### Description of the task
Filter these entries down to lines holding "IndexMap".

::::::::::

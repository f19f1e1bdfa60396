//! 语句降级

use super::{LoweringContext, Place};
use crate::error::CompileResult;
use crate::frontend::ast::{Expr, ExprKind, Stmt};
use crate::middle::ir::{Instruction, Variable};

impl LoweringContext<'_> {
    pub fn lower_stmt(
        &mut self,
        stmt: &Stmt,
    ) -> CompileResult<Vec<Instruction>> {
        match stmt {
            Stmt::Block(stmts) => {
                let mut out = Vec::new();
                for stmt in stmts {
                    out.extend(self.lower_stmt(stmt)?);
                }
                Ok(out)
            }
            Stmt::Assign { target, value } => self.lower_assign(target, value),
            Stmt::ArrayAssign {
                target,
                index,
                value,
            } => self.lower_array_assign(target, index, value),
            Stmt::If {
                cond,
                then_branch,
                else_branch,
            } => self.lower_if(cond, then_branch, else_branch.as_deref()),
            Stmt::While { cond, body } => self.lower_while(cond, body),
            Stmt::Expr(expr) => {
                let (rhs, mut out) = self.lower_rhs(expr)?;
                // 只有调用有副作用；其余结果直接丢弃
                if matches!(rhs, Instruction::Invoke { .. }) {
                    out.push(rhs);
                }
                Ok(out)
            }
            Stmt::Return(None) => Ok(vec![Instruction::Return(None)]),
            Stmt::Return(Some(value)) => {
                let (op, mut out) = self.lower_expr(value)?;
                out.push(Instruction::Return(Some(op)));
                Ok(out)
            }
        }
    }

    fn lower_assign(
        &mut self,
        target: &str,
        value: &Expr,
    ) -> CompileResult<Vec<Instruction>> {
        match self.resolve_or_fail(target)? {
            Place::Var(dest) => {
                let (rhs, mut out) = self.lower_rhs(value)?;
                out.push(Instruction::assign(dest, rhs));
                Ok(out)
            }
            Place::Field(field) => {
                let (value, mut out) = self.lower_expr(value)?;
                out.push(Instruction::PutField {
                    object: self.this_var()?.into(),
                    field,
                    value,
                });
                Ok(out)
            }
        }
    }

    fn lower_array_assign(
        &mut self,
        target: &str,
        index: &Expr,
        value: &Expr,
    ) -> CompileResult<Vec<Instruction>> {
        let (array, mut out) = self.array_variable(target)?;
        let (index, index_pre) = self.lower_to_variable(index)?;
        out.extend(index_pre);
        let (value, value_pre) = self.lower_expr(value)?;
        out.extend(value_pre);
        out.push(Instruction::ArrayStore {
            array,
            index: index.into(),
            value,
        });
        Ok(out)
    }

    /// Array held in a variable, or loaded from a field into a temporary
    fn array_variable(
        &mut self,
        name: &str,
    ) -> CompileResult<(Variable, Vec<Instruction>)> {
        match self.resolve_or_fail(name)? {
            Place::Var(var) => Ok((var, Vec::new())),
            Place::Field(field) => {
                let tmp = self.fresh_temp(field.ty.clone());
                let load = Instruction::GetField {
                    object: self.this_var()?.into(),
                    field,
                };
                Ok((tmp.clone(), vec![Instruction::assign(tmp, load)]))
            }
        }
    }

    /// ```text
    ///     <cond>
    ///     if (!cond) goto ELSE_k      ; ENDIF_k without an else branch
    ///     <then>
    ///     goto ENDIF_k                ; omitted when <then> ends in return
    /// ELSE_k:
    ///     <else>
    /// ENDIF_k:
    /// ```
    fn lower_if(
        &mut self,
        cond: &Expr,
        then_branch: &Stmt,
        else_branch: Option<&Stmt>,
    ) -> CompileResult<Vec<Instruction>> {
        let id = self.fresh_label_id();
        let else_label = format!("ELSE_{}", id);
        let end_label = format!("ENDIF_{}", id);

        let (cond, mut out) = self.lower_condition(cond, false)?;
        let skip_to = if else_branch.is_some() {
            &else_label
        } else {
            &end_label
        };
        out.push(Instruction::CondBranch {
            cond,
            label: skip_to.clone(),
        });
        let then_code = self.lower_stmt(then_branch)?;
        let falls_through = !ends_in_terminator(&then_code);
        out.extend(then_code);

        if let Some(else_branch) = else_branch {
            if falls_through {
                out.push(Instruction::Goto(end_label.clone()));
            }
            out.push(Instruction::Label(else_label));
            out.extend(self.lower_stmt(else_branch)?);
        }
        out.push(Instruction::Label(end_label));
        Ok(out)
    }

    /// ```text
    /// WHILE_k:
    ///     <cond>
    ///     if (!cond) goto ENDWHILE_k  ; omitted for `while (true)`
    ///     <body>
    ///     goto WHILE_k                ; omitted when <body> ends in return
    /// ENDWHILE_k:
    /// ```
    fn lower_while(
        &mut self,
        cond: &Expr,
        body: &Stmt,
    ) -> CompileResult<Vec<Instruction>> {
        let id = self.fresh_label_id();
        let head_label = format!("WHILE_{}", id);
        let end_label = format!("ENDWHILE_{}", id);

        let mut out = vec![Instruction::Label(head_label.clone())];
        if !is_always_true(cond) {
            let (cond, cond_pre) = self.lower_condition(cond, false)?;
            out.extend(cond_pre);
            out.push(Instruction::CondBranch {
                cond,
                label: end_label.clone(),
            });
        }
        let body = self.lower_stmt(body)?;
        let falls_through = !ends_in_terminator(&body);
        out.extend(body);
        if falls_through {
            out.push(Instruction::Goto(head_label));
        }
        out.push(Instruction::Label(end_label));
        Ok(out)
    }
}

fn ends_in_terminator(code: &[Instruction]) -> bool {
    code.last().is_some_and(Instruction::is_terminator)
}

/// `true`, possibly parenthesized
fn is_always_true(cond: &Expr) -> bool {
    match &cond.kind {
        ExprKind::BoolLit(value) => *value,
        ExprKind::Paren(inner) => is_always_true(inner),
        _ => false,
    }
}
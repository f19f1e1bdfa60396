//! IR 降级测试

mod stmt;

use crate::frontend::ast::{ClassDecl, MethodDecl, Program, SourceType, Stmt, VarDecl};
use crate::frontend::symbols::SymbolTable;
use crate::middle::ir::{Instruction, Method};
use crate::middle::lower::lower_method;

/// 创建一个只有一个方法的程序
pub(super) fn program_with(
    method: MethodDecl,
    fields: Vec<VarDecl>,
    imports: &[&str],
) -> Program {
    Program {
        imports: imports.iter().map(|s| s.to_string()).collect(),
        class: ClassDecl {
            name: "Test".to_string(),
            extends: None,
            fields,
            methods: vec![method],
        },
    }
}

pub(super) fn method(
    name: &str,
    return_type: SourceType,
    params: Vec<VarDecl>,
    locals: Vec<VarDecl>,
    body: Vec<Stmt>,
) -> MethodDecl {
    MethodDecl {
        name: name.to_string(),
        is_public: true,
        is_static: false,
        return_type,
        params,
        locals,
        body,
    }
}

/// 降级程序中的唯一方法
pub(super) fn lower_only(program: &Program) -> Method {
    let symbols = SymbolTable::from_program(program);
    lower_method(&symbols, &program.class.methods[0]).expect("lowering failed")
}

pub(super) fn labels(method: &Method) -> Vec<&str> {
    method
        .instructions
        .iter()
        .filter_map(|i| match i {
            Instruction::Label(name) => Some(name.as_str()),
            _ => None,
        })
        .collect()
}

pub(super) fn position(
    method: &Method,
    pred: impl Fn(&Instruction) -> bool,
) -> usize {
    method
        .instructions
        .iter()
        .position(pred)
        .expect("instruction not found")
}
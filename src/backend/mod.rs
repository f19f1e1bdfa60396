//! Bytecode back ends

pub mod jasmin;

pub use jasmin::{emit_class, JasminEmitter};
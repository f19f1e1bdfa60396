//! 寄存器分配
//!
//! Liveness-driven graph coloring onto an unbounded set of virtual registers
//! (JVM local variable slots). Steps per method:
//!
//! 1. temporaries that are written but never read are pruned and stay unassigned;
//! 2. the interference graph is built over the remaining non-reserved names;
//! 3. `this` and the parameters take registers `0..` in declaration order and
//!    those registers are never handed out again;
//! 4. copy chains are coalesced onto one register each;
//! 5. the rest is colored greedily in variable table order.
//!
//! Constructors and `main` are skipped; the emitter lays them out itself.

pub mod coalesce;
pub mod interference;

use crate::error::{CompileError, CompileResult};
use crate::middle::ir::{ClassUnit, Method, VarKind};
use crate::middle::liveness;
use indexmap::{IndexMap, IndexSet};
use tracing::{debug, trace};

pub use interference::InterferenceGraph;

/// Whether graph coloring runs
#[derive(Debug, Clone, Copy, PartialEq, Eq, Default)]
pub enum AllocationMode {
    /// 1:1 slots in declaration order
    Disabled,
    #[default]
    Enabled,
}

impl From<bool> for AllocationMode {
    fn from(enabled: bool) -> Self {
        if enabled {
            AllocationMode::Enabled
        } else {
            AllocationMode::Disabled
        }
    }
}

/// What the allocator did to one method
#[derive(Debug, Clone, Default, PartialEq, Eq)]
pub struct Allocation {
    pub registers: IndexMap<String, u16>,
    /// Copy chains that share a register
    pub coalesced: Vec<Vec<String>>,
    /// Dead temporaries left without a register
    pub pruned: Vec<String>,
    pub interference: InterferenceGraph,
}

impl Allocation {
    /// Number of distinct registers in use
    pub fn register_count(&self) -> usize {
        self.registers.values().collect::<IndexSet<_>>().len()
    }
}

/// Slots in declaration order: `this`, parameters, locals, temporaries
pub fn sequential_registers(method: &Method) -> IndexMap<String, u16> {
    method
        .vars
        .keys()
        .enumerate()
        .map(|(slot, name)| (name.clone(), slot as u16))
        .collect()
}

/// Allocate every method of the unit in place
pub fn allocate_class(
    unit: &mut ClassUnit,
    mode: AllocationMode,
) -> CompileResult<()> {
    debug!("allocating registers for `{}` ({:?})", unit.name, mode);
    for method in unit.methods.iter_mut().filter(|m| m.needs_allocation()) {
        let allocation = allocate_method(method, mode)?;
        trace!(
            "`{}`: {} registers, {} coalesced chains, {} pruned temporaries, interference {} nodes / {} edges",
            method.name,
            allocation.register_count(),
            allocation.coalesced.len(),
            allocation.pruned.len(),
            allocation.interference.node_count(),
            allocation.interference.edge_count()
        );
    }
    Ok(())
}

/// Allocate one method, writing registers into its variable table.
/// Any earlier assignment is discarded, so re-running is idempotent.
pub fn allocate_method(
    method: &mut Method,
    mode: AllocationMode,
) -> CompileResult<Allocation> {
    method.clear_registers();

    let allocation = match mode {
        AllocationMode::Disabled => Allocation {
            registers: sequential_registers(method),
            ..Allocation::default()
        },
        AllocationMode::Enabled => color(method)?,
    };

    for (name, register) in &allocation.registers {
        let entry = method
            .vars
            .get_mut(name)
            .ok_or_else(|| CompileError::allocator(&method.name, format!("`{}` has no table entry", name)))?;
        entry.register = Some(*register);
    }
    Ok(allocation)
}

fn color(method: &Method) -> CompileResult<Allocation> {
    let liveness = liveness::analyze(method)?;

    // 1. 死临时变量
    let pruned: Vec<String> = method
        .vars
        .iter()
        .filter(|(name, entry)| entry.kind == VarKind::Temporary && !liveness.is_used_anywhere(name))
        .map(|(name, _)| name.clone())
        .collect();

    let candidates: IndexSet<String> = method
        .vars
        .iter()
        .filter(|(name, entry)| !entry.is_reserved() && !pruned.contains(name))
        .map(|(name, _)| name.clone())
        .collect();

    // 2. 干涉图
    let interference =
        InterferenceGraph::build(method, &liveness, candidates.iter().map(String::as_str))?;

    // 3. 保留寄存器
    let mut registers: IndexMap<String, u16> = IndexMap::new();
    for (name, _) in method.vars.iter().filter(|(_, entry)| entry.is_reserved()) {
        let register = registers.len() as u16;
        registers.insert(name.clone(), register);
    }
    let first_free = registers.len() as u16;

    // 4. 复制合并
    let coalesced = coalesce::coalesced_chains(method, &candidates, &interference);
    for chain in &coalesced {
        let register = lowest_free(chain, &interference, &registers, first_free);
        for name in chain {
            registers.insert(name.clone(), register);
        }
    }

    // 5. 贪心着色
    for name in &candidates {
        if registers.contains_key(name) {
            continue;
        }
        let register = lowest_free(std::slice::from_ref(name), &interference, &registers, first_free);
        registers.insert(name.clone(), register);
    }

    verify(method, &interference, &registers)?;

    Ok(Allocation {
        registers,
        coalesced,
        pruned,
        interference,
    })
}

/// Smallest register at or above `first_free` that no interfering neighbor of
/// any of `names` already holds
fn lowest_free(
    names: &[String],
    interference: &InterferenceGraph,
    registers: &IndexMap<String, u16>,
    first_free: u16,
) -> u16 {
    let taken: IndexSet<u16> = names
        .iter()
        .flat_map(|name| interference.neighbors(name))
        .filter_map(|neighbor| registers.get(neighbor).copied())
        .collect();
    (first_free..)
        .find(|r| !taken.contains(r))
        .unwrap_or(first_free)
}

fn verify(
    method: &Method,
    interference: &InterferenceGraph,
    registers: &IndexMap<String, u16>,
) -> CompileResult<()> {
    for a in interference.nodes() {
        let register = registers.get(a).ok_or_else(|| {
            CompileError::allocator(&method.name, format!("`{}` was never colored", a))
        })?;
        for b in interference.neighbors(a) {
            if registers.get(b) == Some(register) {
                return Err(CompileError::allocator(
                    &method.name,
                    format!("interfering `{}` and `{}` share register {}", a, b, register),
                ));
            }
        }
    }
    Ok(())
}
//! 干涉图
//!
//! Undirected graph over the allocatable names of one method. `a` and `b`
//! interfere when
//!
//! - (a) `a` is defined at `i` and `b ∈ liveOut[i]`,
//! - (b) `a` is defined at `i` and `b` is used at `i`, or
//! - (c) both are in `liveIn[i] ∪ liveOut[i]` for some `i`.
//!
//! At a direct copy `x := y` the pair `(x, y)` is not added by (b) or (c) from
//! that instruction alone; (a) still applies, so `y` surviving the copy keeps
//! them apart.

use crate::error::{CompileError, CompileResult};
use crate::middle::ir::Method;
use crate::middle::liveness::Liveness;
use indexmap::{IndexMap, IndexSet};

#[derive(Debug, Clone, Default, PartialEq, Eq)]
pub struct InterferenceGraph {
    adjacency: IndexMap<String, IndexSet<String>>,
}

impl InterferenceGraph {
    pub fn new<'a>(nodes: impl IntoIterator<Item = &'a str>) -> Self {
        Self {
            adjacency: nodes
                .into_iter()
                .map(|n| (n.to_string(), IndexSet::new()))
                .collect(),
        }
    }

    pub fn contains(
        &self,
        node: &str,
    ) -> bool {
        self.adjacency.contains_key(node)
    }

    /// Adds `a — b` when both are nodes and distinct
    pub fn add_edge(
        &mut self,
        a: &str,
        b: &str,
    ) {
        if a == b || !self.contains(a) || !self.contains(b) {
            return;
        }
        if let Some(neighbors) = self.adjacency.get_mut(a) {
            neighbors.insert(b.to_string());
        }
        if let Some(neighbors) = self.adjacency.get_mut(b) {
            neighbors.insert(a.to_string());
        }
    }

    pub fn interferes(
        &self,
        a: &str,
        b: &str,
    ) -> bool {
        self.adjacency
            .get(a)
            .map(|neighbors| neighbors.contains(b))
            .unwrap_or(false)
    }

    pub fn neighbors(
        &self,
        node: &str,
    ) -> impl Iterator<Item = &str> {
        self.adjacency
            .get(node)
            .into_iter()
            .flat_map(|neighbors| neighbors.iter().map(String::as_str))
    }

    /// Nodes in insertion order
    pub fn nodes(&self) -> impl Iterator<Item = &str> {
        self.adjacency.keys().map(String::as_str)
    }

    pub fn node_count(&self) -> usize {
        self.adjacency.len()
    }

    pub fn edge_count(&self) -> usize {
        self.adjacency.values().map(IndexSet::len).sum::<usize>() / 2
    }

    /// Build the graph over `nodes` from the liveness of `method`.
    ///
    /// Every name the analysis mentions must have a variable table entry.
    pub fn build<'a>(
        method: &Method,
        liveness: &Liveness,
        nodes: impl IntoIterator<Item = &'a str>,
    ) -> CompileResult<Self> {
        let mut graph = Self::new(nodes);

        for idx in 0..liveness.len() {
            for name in liveness.used[idx]
                .iter()
                .chain(&liveness.defined[idx])
                .chain(&liveness.live_in[idx])
                .chain(&liveness.live_out[idx])
            {
                if !method.vars.contains_key(name) {
                    return Err(CompileError::allocator(
                        &method.name,
                        format!("`{}` is live at instruction {} but has no variable table entry", name, idx),
                    ));
                }
            }

            let copy = method.instructions[idx]
                .as_copy()
                .map(|(dest, src)| (dest.name.as_str(), src.name.as_str()));
            let is_copy_pair = |a: &str, b: &str| {
                copy.map(|(d, s)| (a == d && b == s) || (a == s && b == d))
                    .unwrap_or(false)
            };

            for def in &liveness.defined[idx] {
                // (a)
                for out in &liveness.live_out[idx] {
                    graph.add_edge(def, out);
                }
                // (b)
                for used in &liveness.used[idx] {
                    if !is_copy_pair(def, used) {
                        graph.add_edge(def, used);
                    }
                }
            }

            // (c)
            let live: IndexSet<&String> = liveness.live_in[idx]
                .iter()
                .chain(&liveness.live_out[idx])
                .collect();
            let live: Vec<&String> = live.into_iter().collect();
            for (pos, a) in live.iter().enumerate() {
                for b in &live[pos + 1..] {
                    if !is_copy_pair(a, b) {
                        graph.add_edge(a, b);
                    }
                }
            }
        }

        Ok(graph)
    }
}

::::::::::

### Written reply
use indexmap::{IndexMap, IndexSet};
    pub registers: IndexMap<String, u16>,
pub fn sequential_registers(method: &Method) -> IndexMap<String, u16> {
    let mut registers: IndexMap<String, u16> = IndexMap::new();
    registers: &IndexMap<String, u16>,
    registers: &IndexMap<String, u16>,
use indexmap::{IndexMap, IndexSet};
    adjacency: IndexMap<String, IndexSet<String>>,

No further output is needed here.